Scan the records below, and wherever a line has the word "each", pull it out.
BEGIN Data in this exercise
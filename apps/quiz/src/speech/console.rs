//! Terminal stand-ins for speech: lines out, lines in.

use super::{SpeechError, SpeechIn, SpeechOut};
use async_trait::async_trait;
use tokio::io::{AsyncBufRead, AsyncBufReadExt, AsyncWrite, AsyncWriteExt, BufReader, Stdin, Stdout};

/// Writes each utterance as a line.
pub struct ConsoleVoice<W> {
    out: W,
}

impl<W> ConsoleVoice<W> {
    pub fn new(out: W) -> Self {
        Self { out }
    }

    pub fn into_inner(self) -> W {
        self.out
    }
}

impl ConsoleVoice<Stdout> {
    pub fn stdout() -> Self {
        Self::new(tokio::io::stdout())
    }
}

#[async_trait]
impl<W: AsyncWrite + Unpin + Send> SpeechOut for ConsoleVoice<W> {
    async fn speak(&mut self, text: &str) -> Result<(), SpeechError> {
        let line = format!("» {text}\n");
        self.out
            .write_all(line.as_bytes())
            .await
            .map_err(|e| SpeechError::Unavailable(e.to_string()))?;
        self.out
            .flush()
            .await
            .map_err(|e| SpeechError::Unavailable(e.to_string()))
    }
}

/// Reads each utterance as a line; end of input closes the device.
pub struct ConsoleEars<R> {
    input: R,
    line: String,
}

impl<R> ConsoleEars<R> {
    pub fn new(input: R) -> Self {
        Self {
            input,
            line: String::new(),
        }
    }
}

impl ConsoleEars<BufReader<Stdin>> {
    pub fn stdin() -> Self {
        Self::new(BufReader::new(tokio::io::stdin()))
    }
}

#[async_trait]
impl<R: AsyncBufRead + Unpin + Send> SpeechIn for ConsoleEars<R> {
    async fn listen(&mut self) -> Result<String, SpeechError> {
        self.line.clear();
        let read = self
            .input
            .read_line(&mut self.line)
            .await
            .map_err(|e| SpeechError::Unavailable(e.to_string()))?;
        if read == 0 {
            return Err(SpeechError::Closed);
        }
        Ok(self.line.trim().to_string())
    }
}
END Data in this exercise
- **Written answer**:
/// Writes each utterance as a line.
/// Reads each utterance as a line; end of input closes the device.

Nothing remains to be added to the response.